Saved data entries:
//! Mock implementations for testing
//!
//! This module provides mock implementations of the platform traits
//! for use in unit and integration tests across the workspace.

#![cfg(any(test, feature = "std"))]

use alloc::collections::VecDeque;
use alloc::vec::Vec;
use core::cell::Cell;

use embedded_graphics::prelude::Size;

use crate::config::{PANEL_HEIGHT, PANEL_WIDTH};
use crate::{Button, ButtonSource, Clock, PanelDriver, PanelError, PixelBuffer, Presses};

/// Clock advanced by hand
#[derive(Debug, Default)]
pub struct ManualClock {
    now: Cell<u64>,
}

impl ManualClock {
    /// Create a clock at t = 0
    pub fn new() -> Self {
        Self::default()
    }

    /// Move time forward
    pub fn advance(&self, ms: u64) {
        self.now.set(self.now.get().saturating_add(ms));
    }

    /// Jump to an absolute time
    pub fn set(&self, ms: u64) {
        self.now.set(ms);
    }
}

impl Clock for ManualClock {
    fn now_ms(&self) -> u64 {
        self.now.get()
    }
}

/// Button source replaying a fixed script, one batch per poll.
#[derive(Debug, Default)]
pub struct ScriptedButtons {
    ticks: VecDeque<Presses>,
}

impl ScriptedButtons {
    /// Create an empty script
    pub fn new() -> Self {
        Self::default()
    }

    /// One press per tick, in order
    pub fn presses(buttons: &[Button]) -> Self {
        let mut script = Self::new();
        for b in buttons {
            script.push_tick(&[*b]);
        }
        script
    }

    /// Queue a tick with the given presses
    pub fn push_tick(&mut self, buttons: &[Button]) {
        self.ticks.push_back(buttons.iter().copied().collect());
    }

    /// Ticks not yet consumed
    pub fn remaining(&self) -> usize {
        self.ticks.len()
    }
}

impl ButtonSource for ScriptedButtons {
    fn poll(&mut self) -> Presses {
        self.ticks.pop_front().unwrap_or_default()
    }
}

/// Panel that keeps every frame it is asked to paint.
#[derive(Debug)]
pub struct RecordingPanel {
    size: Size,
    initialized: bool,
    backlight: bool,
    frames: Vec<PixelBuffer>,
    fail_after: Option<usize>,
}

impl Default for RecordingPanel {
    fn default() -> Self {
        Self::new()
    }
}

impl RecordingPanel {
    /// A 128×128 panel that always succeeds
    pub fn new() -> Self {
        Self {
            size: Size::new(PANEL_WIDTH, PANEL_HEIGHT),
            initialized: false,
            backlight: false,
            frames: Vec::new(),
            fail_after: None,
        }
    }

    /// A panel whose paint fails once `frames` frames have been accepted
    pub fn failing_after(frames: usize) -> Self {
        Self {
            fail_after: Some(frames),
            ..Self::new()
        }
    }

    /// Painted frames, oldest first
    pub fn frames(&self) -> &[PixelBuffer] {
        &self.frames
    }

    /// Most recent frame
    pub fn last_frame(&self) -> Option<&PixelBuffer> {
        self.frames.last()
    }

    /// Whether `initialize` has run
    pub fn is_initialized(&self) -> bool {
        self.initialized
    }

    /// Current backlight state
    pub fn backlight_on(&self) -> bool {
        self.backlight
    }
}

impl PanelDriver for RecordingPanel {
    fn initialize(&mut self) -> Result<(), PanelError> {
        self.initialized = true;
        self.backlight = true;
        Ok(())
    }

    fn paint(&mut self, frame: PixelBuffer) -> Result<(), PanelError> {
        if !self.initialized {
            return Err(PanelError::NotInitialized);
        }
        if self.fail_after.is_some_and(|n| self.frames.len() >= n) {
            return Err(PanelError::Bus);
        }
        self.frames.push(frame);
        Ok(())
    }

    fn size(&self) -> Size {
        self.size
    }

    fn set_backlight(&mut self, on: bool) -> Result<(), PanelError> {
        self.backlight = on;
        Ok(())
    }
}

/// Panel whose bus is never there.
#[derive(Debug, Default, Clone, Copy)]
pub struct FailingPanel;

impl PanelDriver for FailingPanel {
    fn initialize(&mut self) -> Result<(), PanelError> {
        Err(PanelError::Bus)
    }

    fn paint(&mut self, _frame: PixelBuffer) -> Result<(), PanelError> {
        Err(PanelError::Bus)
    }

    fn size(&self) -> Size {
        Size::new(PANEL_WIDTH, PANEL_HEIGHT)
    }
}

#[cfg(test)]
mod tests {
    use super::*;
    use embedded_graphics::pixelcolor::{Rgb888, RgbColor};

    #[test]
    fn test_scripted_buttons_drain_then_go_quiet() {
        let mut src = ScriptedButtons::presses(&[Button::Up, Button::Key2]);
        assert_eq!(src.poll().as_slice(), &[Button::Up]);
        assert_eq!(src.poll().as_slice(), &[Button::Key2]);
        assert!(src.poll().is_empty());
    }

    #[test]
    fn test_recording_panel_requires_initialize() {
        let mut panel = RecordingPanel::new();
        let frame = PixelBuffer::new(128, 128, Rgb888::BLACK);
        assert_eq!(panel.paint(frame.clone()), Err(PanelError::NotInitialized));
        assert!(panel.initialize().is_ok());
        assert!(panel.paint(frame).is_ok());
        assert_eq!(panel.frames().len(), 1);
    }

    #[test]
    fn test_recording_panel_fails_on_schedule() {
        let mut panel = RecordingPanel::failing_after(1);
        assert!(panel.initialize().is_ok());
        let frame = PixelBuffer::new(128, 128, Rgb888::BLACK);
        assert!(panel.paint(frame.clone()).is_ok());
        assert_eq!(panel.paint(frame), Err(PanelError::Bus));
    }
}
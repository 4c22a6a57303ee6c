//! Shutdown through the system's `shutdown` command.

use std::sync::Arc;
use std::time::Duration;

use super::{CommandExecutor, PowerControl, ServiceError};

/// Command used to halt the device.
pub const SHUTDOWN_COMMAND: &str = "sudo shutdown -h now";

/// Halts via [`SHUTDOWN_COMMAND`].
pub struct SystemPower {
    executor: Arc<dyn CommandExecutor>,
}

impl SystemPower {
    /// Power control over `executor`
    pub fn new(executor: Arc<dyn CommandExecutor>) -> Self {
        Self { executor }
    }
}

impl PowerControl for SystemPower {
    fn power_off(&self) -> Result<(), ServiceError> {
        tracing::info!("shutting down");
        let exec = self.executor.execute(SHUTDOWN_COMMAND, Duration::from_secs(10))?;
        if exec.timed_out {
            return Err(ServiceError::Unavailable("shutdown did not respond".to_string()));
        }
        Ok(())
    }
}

**TASK GOAL**
The answer should be the entries, given again without a single difference.

**FINISHED EXERCISE**
//! Mock implementations for testing
//!
//! This module provides mock implementations of the platform traits
//! for use in unit and integration tests across the workspace.

#![cfg(any(test, feature = "std"))]

use alloc::collections::VecDeque;
use alloc::vec::Vec;
use core::cell::Cell;

use embedded_graphics::prelude::Size;

use crate::config::{PANEL_HEIGHT, PANEL_WIDTH};
use crate::{Button, ButtonSource, Clock, PanelDriver, PanelError, PixelBuffer, Presses};

/// Clock advanced by hand
#[derive(Debug, Default)]
pub struct ManualClock {
    now: Cell<u64>,
}

impl ManualClock {
    /// Create a clock at t = 0
    pub fn new() -> Self {
        Self::default()
    }

    /// Move time forward
    pub fn advance(&self, ms: u64) {
        self.now.set(self.now.get().saturating_add(ms));
    }

    /// Jump to an absolute time
    pub fn set(&self, ms: u64) {
        self.now.set(ms);
    }
}

impl Clock for ManualClock {
    fn now_ms(&self) -> u64 {
        self.now.get()
    }
}

/// Button source replaying a fixed script, one batch per poll.
#[derive(Debug, Default)]
pub struct ScriptedButtons {
    ticks: VecDeque<Presses>,
}

impl ScriptedButtons {
    /// Create an empty script
    pub fn new() -> Self {
        Self::default()
    }

    /// One press per tick, in order
    pub fn presses(buttons: &[Button]) -> Self {
        let mut script = Self::new();
        for b in buttons {
            script.push_tick(&[*b]);
        }
        script
    }

    /// Queue a tick with the given presses
    pub fn push_tick(&mut self, buttons: &[Button]) {
        self.ticks.push_back(buttons.iter().copied().collect());
    }

    /// Ticks not yet consumed
    pub fn remaining(&self) -> usize {
        self.ticks.len()
    }
}

impl ButtonSource for ScriptedButtons {
    fn poll(&mut self) -> Presses {
        self.ticks.pop_front().unwrap_or_default()
    }
}

/// Panel that keeps every frame it is asked to paint.
#[derive(Debug)]
pub struct RecordingPanel {
    size: Size,
    initialized: bool,
    backlight: bool,
    frames: Vec<PixelBuffer>,
    fail_after: Option<usize>,
}

impl Default for RecordingPanel {
    fn default() -> Self {
        Self::new()
    }
}

impl RecordingPanel {
    /// A 128×128 panel that always succeeds
    pub fn new() -> Self {
        Self {
            size: Size::new(PANEL_WIDTH, PANEL_HEIGHT),
            initialized: false,
            backlight: false,
            frames: Vec::new(),
            fail_after: None,
        }
    }

    /// A panel whose paint fails once `frames` frames have been accepted
    pub fn failing_after(frames: usize) -> Self {
        Self {
            fail_after: Some(frames),
            ..Self::new()
        }
    }

    /// Painted frames, oldest first
    pub fn frames(&self) -> &[PixelBuffer] {
        &self.frames
    }

    /// Most recent frame
    pub fn last_frame(&self) -> Option<&PixelBuffer> {
        self.frames.last()
    }

    /// Whether `initialize` has run
    pub fn is_initialized(&self) -> bool {
        self.initialized
    }

    /// Current backlight state
    pub fn backlight_on(&self) -> bool {
        self.backlight
    }
}

impl PanelDriver for RecordingPanel {
    fn initialize(&mut self) -> Result<(), PanelError> {
        self.initialized = true;
        self.backlight = true;
        Ok(())
    }

    fn paint(&mut self, frame: PixelBuffer) -> Result<(), PanelError> {
        if !self.initialized {
            return Err(PanelError::NotInitialized);
        }
        if self.fail_after.is_some_and(|n| self.frames.len() >= n) {
            return Err(PanelError::Bus);
        }
        self.frames.push(frame);
        Ok(())
    }

    fn size(&self) -> Size {
        self.size
    }

    fn set_backlight(&mut self, on: bool) -> Result<(), PanelError> {
        self.backlight = on;
        Ok(())
    }
}

/// Panel whose bus is never there.
#[derive(Debug, Default, Clone, Copy)]
pub struct FailingPanel;

impl PanelDriver for FailingPanel {
    fn initialize(&mut self) -> Result<(), PanelError> {
        Err(PanelError::Bus)
    }

    fn paint(&mut self, _frame: PixelBuffer) -> Result<(), PanelError> {
        Err(PanelError::Bus)
    }

    fn size(&self) -> Size {
        Size::new(PANEL_WIDTH, PANEL_HEIGHT)
    }
}

#[cfg(test)]
mod tests {
    use super::*;
    use embedded_graphics::pixelcolor::{Rgb888, RgbColor};

    #[test]
    fn test_scripted_buttons_drain_then_go_quiet() {
        let mut src = ScriptedButtons::presses(&[Button::Up, Button::Key2]);
        assert_eq!(src.poll().as_slice(), &[Button::Up]);
        assert_eq!(src.poll().as_slice(), &[Button::Key2]);
        assert!(src.poll().is_empty());
    }

    #[test]
    fn test_recording_panel_requires_initialize() {
        let mut panel = RecordingPanel::new();
        let frame = PixelBuffer::new(128, 128, Rgb888::BLACK);
        assert_eq!(panel.paint(frame.clone()), Err(PanelError::NotInitialized));
        assert!(panel.initialize().is_ok());
        assert!(panel.paint(frame).is_ok());
        assert_eq!(panel.frames().len(), 1);
    }

    #[test]
    fn test_recording_panel_fails_on_schedule() {
        let mut panel = RecordingPanel::failing_after(1);
        assert!(panel.initialize().is_ok());
        let frame = PixelBuffer::new(128, 128, Rgb888::BLACK);
        assert!(panel.paint(frame.clone()).is_ok());
        assert_eq!(panel.paint(frame), Err(PanelError::Bus));
    }
}
repository 4c22a6a57303ee6c
//! Shutdown through the system's `shutdown` command.

use std::sync::Arc;
use std::time::Duration;

use super::{CommandExecutor, PowerControl, ServiceError};

/// Command used to halt the device.
pub const SHUTDOWN_COMMAND: &str = "sudo shutdown -h now";

/// Halts via [`SHUTDOWN_COMMAND`].
pub struct SystemPower {
    executor: Arc<dyn CommandExecutor>,
}

impl SystemPower {
    /// Power control over `executor`
    pub fn new(executor: Arc<dyn CommandExecutor>) -> Self {
        Self { executor }
    }
}

impl PowerControl for SystemPower {
    fn power_off(&self) -> Result<(), ServiceError> {
        tracing::info!("shutting down");
        let exec = self.executor.execute(SHUTDOWN_COMMAND, Duration::from_secs(10))?;
        if exec.timed_out {
            return Err(ServiceError::Unavailable("shutdown did not respond".to_string()));
        }
        Ok(())
    }
}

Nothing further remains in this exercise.